Stephen highlights the rapid growth that was occurring during his lifetime and he uses his uncle’s work along with his own personal anecdotes to illustrate life in Providence then.

“Great changes took place in Providence during this time. It was the time when the buildings of the city began to be constructed for ornament as well as for use. In 1828 the Arcade was built, extending from Westminster to Weybosset Streets, and adorned on each façade with a row of massive granite columns. It was a rather rough attempt at imitating a Greek temple. The massive columns were quarried on one of the hills in Johnston, out beyond Centredale. It required fourteen yoke of oxen to draw them into the city. While one of them was being conveyed along the road a bystander asked to what use such a big stone could be put. He was answered: ‘They are building an archangel in the city.'”

The Fox Point Observatory was located on a prominence south of Wickenden Street and a little to the west of Thompson Street. Below is a view looking north towards Providence from the east bank of the river. The painter was probably near Squantum Point in East Providence. It shows the area as it looked in about 1843-44. The Observatory is the tallest structure on Fox Hill which can be seen just to the upper right of center. The hill was the former location of a revolutionary war era fort.
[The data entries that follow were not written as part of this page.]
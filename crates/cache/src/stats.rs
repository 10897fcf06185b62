//! Cache operation counters.

use serde::Serialize;

/// Internal monotonic counters, mutated under the store's lock.
#[derive(Debug, Default)]
pub(crate) struct CacheStats {
    pub hits: u64,
    pub misses: u64,
    pub evictions: u64,
    pub invalidations: u64,
}

/// Point-in-time view of cache activity. All counters except
/// `cache_size` are monotonically increasing over a cache's lifetime.
#[derive(Debug, Clone, PartialEq, Serialize)]
#[serde(rename_all = "camelCase")]
pub struct StatsSnapshot {
    pub hits: u64,
    pub misses: u64,
    pub evictions: u64,
    pub invalidations: u64,
    pub total_lookups: u64,
    pub cache_size: usize,
    /// Sessions with a currently tracked page fingerprint.
    pub tracked_sessions: usize,
    /// Hits as a percentage of total lookups; 0.0 when nothing has been
    /// looked up yet.
    pub hit_rate: f64,
}

impl CacheStats {
    pub(crate) fn snapshot(&self, cache_size: usize, tracked_sessions: usize) -> StatsSnapshot {
        let total_lookups = self.hits + self.misses;
        let hit_rate = if total_lookups == 0 {
            0.0
        } else {
            self.hits as f64 * 100.0 / total_lookups as f64
        };
        StatsSnapshot {
            hits: self.hits,
            misses: self.misses,
            evictions: self.evictions,
            invalidations: self.invalidations,
            total_lookups,
            cache_size,
            tracked_sessions,
            hit_rate,
        }
    }
}

#[cfg(test)]
mod tests {
    use super::*;

    #[test]
    fn test_empty_snapshot_has_zero_hit_rate() {
        let snapshot = CacheStats::default().snapshot(0, 0);
        assert_eq!(snapshot.total_lookups, 0);
        assert_eq!(snapshot.hit_rate, 0.0);
    }

    #[test]
    fn test_hit_rate_percentage() {
        let stats = CacheStats {
            hits: 3,
            misses: 1,
            ..CacheStats::default()
        };
        let snapshot = stats.snapshot(5, 2);
        assert_eq!(snapshot.total_lookups, 4);
        assert_eq!(snapshot.hit_rate, 75.0);
        assert_eq!(snapshot.cache_size, 5);
        assert_eq!(snapshot.tracked_sessions, 2);
    }
}
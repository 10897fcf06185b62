//! Command canonicalization and hashing.
//!
//! Reduces a command to the fixed subset of fields that can change a
//! read-only result, serializes them with deterministic key order, and
//! digests. Timeouts and free-form parameters are deliberately excluded:
//! they change how long execution may take, never what it returns.

use std::collections::BTreeMap;

use serde_json::{json, Value};
use sha2::{Digest, Sha256};

use pagepilot_core::{Command, ExtractMode, WaitCondition};

/// Truncated digest length in hex chars. Collisions only matter within
/// one process's cache lifetime, so a short hash is plenty; this is not
/// a security boundary.
const HASH_LEN: usize = 16;

fn mode_name(mode: ExtractMode) -> &'static str {
    match mode {
        ExtractMode::Text => "text",
        ExtractMode::Html => "html",
        ExtractMode::Attribute => "attribute",
        ExtractMode::Property => "property",
    }
}

fn condition_name(condition: WaitCondition) -> &'static str {
    match condition {
        WaitCondition::Visible => "visible",
        WaitCondition::Hidden => "hidden",
        WaitCondition::Attached => "attached",
        WaitCondition::Detached => "detached",
    }
}

/// The determinism-relevant fields of a command, absent values omitted.
/// `BTreeMap` keeps serialization order stable across runs.
fn canonical_fields(command: &Command) -> BTreeMap<&'static str, Value> {
    let mut fields = BTreeMap::new();
    fields.insert("method", json!(command.method()));

    match command {
        Command::Navigate { url } => {
            fields.insert("url", json!(url));
        }
        Command::Reload | Command::Back | Command::Forward => {}
        Command::Click { selector } => {
            fields.insert("selector", json!(selector));
        }
        Command::Fill { selector, text } => {
            fields.insert("selector", json!(selector));
            fields.insert("text", json!(text));
        }
        Command::TypeText { text } => {
            fields.insert("text", json!(text));
        }
        Command::Extract {
            selector,
            mode,
            name,
            multiple,
            trim,
        } => {
            fields.insert("selector", json!(selector));
            fields.insert("mode", json!(mode_name(*mode)));
            if let Some(name) = name {
                fields.insert("name", json!(name));
            }
            fields.insert("multiple", json!(multiple));
            fields.insert("trim", json!(trim));
        }
        Command::Wait {
            selector,
            condition,
            script,
            timeout_ms: _,
        } => {
            if let Some(selector) = selector {
                fields.insert("selector", json!(selector));
            }
            if let Some(condition) = condition {
                fields.insert("condition", json!(condition_name(*condition)));
            }
            if let Some(script) = script {
                fields.insert("script", json!(script));
            }
        }
        // Never cacheable, so the free-form params carry no weight.
        Command::Other { .. } => {}
    }

    fields
}

/// Stable digest of a command's canonical field set.
pub fn command_hash(command: &Command) -> String {
    let serialized = serde_json::to_string(&canonical_fields(command))
        .expect("canonical field map serializes to JSON");
    let mut hasher = Sha256::new();
    hasher.update(serialized.as_bytes());
    let digest = format!("{:x}", hasher.finalize());
    digest[..HASH_LEN].to_string()
}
Painint of Providence, 1843-44
“Providence from a mile and a half down the bay.” By Edward Peckham as reproduced in “A Painter of Old Providence.” The Journal of American History, 1912.

“The sketches tell the story of the transformation which has taken place in that part of Providence far better than it can expressed in words. The Observatory, which was built of wood, three or four stories high, and from which a fine view could be obtained of the city, the harbor, Pomham Rocks, and the head of Narragansett Bay, has disappeared, and even the land on which it stood is no longer there. I remember as a small child, climbing to the topmost story and looking out on the pretty landscape of mingled land and water.”

He concludes by describing the transition in technology for lighting: from home made candles in the country or sperm oil in the city, to a mixture of spirits of turpentine and alcohol, then “coal oil” which was also called kerosene, followed by natural gas and petroleum, and later sill electricity. Electricity became available in the area with the formation of the Rhode Island Electric Lighting Company and the Narragansett Electric Lighting Company in the early 1880s. Regarding electricity: “It would neither explode, nor would it poison the atmosphere which we breathe.”

“Along with the marvelous changes in illumination, others equally marvelous have taken place in relation to almost every article in the use of which our daily lives are concerned. The Providence of today was undreamed of when my uncle drew his sketches, and yet the span of a lifetime has reached from candles to electricity.”